- **What you need to do**: Give the entries again exactly, every one of them.

- - - -

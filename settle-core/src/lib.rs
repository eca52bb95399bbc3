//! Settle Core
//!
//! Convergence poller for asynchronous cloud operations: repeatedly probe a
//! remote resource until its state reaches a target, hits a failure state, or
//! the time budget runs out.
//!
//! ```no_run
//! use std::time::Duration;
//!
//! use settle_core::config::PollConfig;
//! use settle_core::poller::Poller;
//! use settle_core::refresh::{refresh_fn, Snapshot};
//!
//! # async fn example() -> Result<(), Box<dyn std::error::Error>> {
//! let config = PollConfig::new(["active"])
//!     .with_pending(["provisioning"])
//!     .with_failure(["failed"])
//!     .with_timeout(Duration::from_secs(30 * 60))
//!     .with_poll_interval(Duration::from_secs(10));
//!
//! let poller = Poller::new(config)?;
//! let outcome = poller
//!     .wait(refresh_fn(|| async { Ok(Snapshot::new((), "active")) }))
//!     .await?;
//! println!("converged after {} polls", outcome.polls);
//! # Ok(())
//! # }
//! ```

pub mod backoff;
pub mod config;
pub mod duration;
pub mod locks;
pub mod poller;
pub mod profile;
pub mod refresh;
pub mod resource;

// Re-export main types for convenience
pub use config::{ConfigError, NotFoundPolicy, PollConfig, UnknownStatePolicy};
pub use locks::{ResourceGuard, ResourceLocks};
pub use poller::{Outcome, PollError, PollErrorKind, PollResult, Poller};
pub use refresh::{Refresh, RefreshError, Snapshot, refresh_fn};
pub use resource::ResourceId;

- - - -

- **Task solution**:
filename settle-core/src/lib.rs
repository eca52bb95399bbc3
//! Settle Core
//!
//! Convergence poller for asynchronous cloud operations: repeatedly probe a
//! remote resource until its state reaches a target, hits a failure state, or
//! the time budget runs out.
//!
//! ```no_run
//! use std::time::Duration;
//!
//! use settle_core::config::PollConfig;
//! use settle_core::poller::Poller;
//! use settle_core::refresh::{refresh_fn, Snapshot};
//!
//! # async fn example() -> Result<(), Box<dyn std::error::Error>> {
//! let config = PollConfig::new(["active"])
//!     .with_pending(["provisioning"])
//!     .with_failure(["failed"])
//!     .with_timeout(Duration::from_secs(30 * 60))
//!     .with_poll_interval(Duration::from_secs(10));
//!
//! let poller = Poller::new(config)?;
//! let outcome = poller
//!     .wait(refresh_fn(|| async { Ok(Snapshot::new((), "active")) }))
//!     .await?;
//! println!("converged after {} polls", outcome.polls);
//! # Ok(())
//! # }
//! ```

pub mod backoff;
pub mod config;
pub mod duration;
pub mod locks;
pub mod poller;
pub mod profile;
pub mod refresh;
pub mod resource;

// Re-export main types for convenience
pub use config::{ConfigError, NotFoundPolicy, PollConfig, UnknownStatePolicy};
pub use locks::{ResourceGuard, ResourceLocks};
pub use poller::{Outcome, PollError, PollErrorKind, PollResult, Poller};
pub use refresh::{Refresh, RefreshError, Snapshot, refresh_fn};
pub use resource::ResourceId;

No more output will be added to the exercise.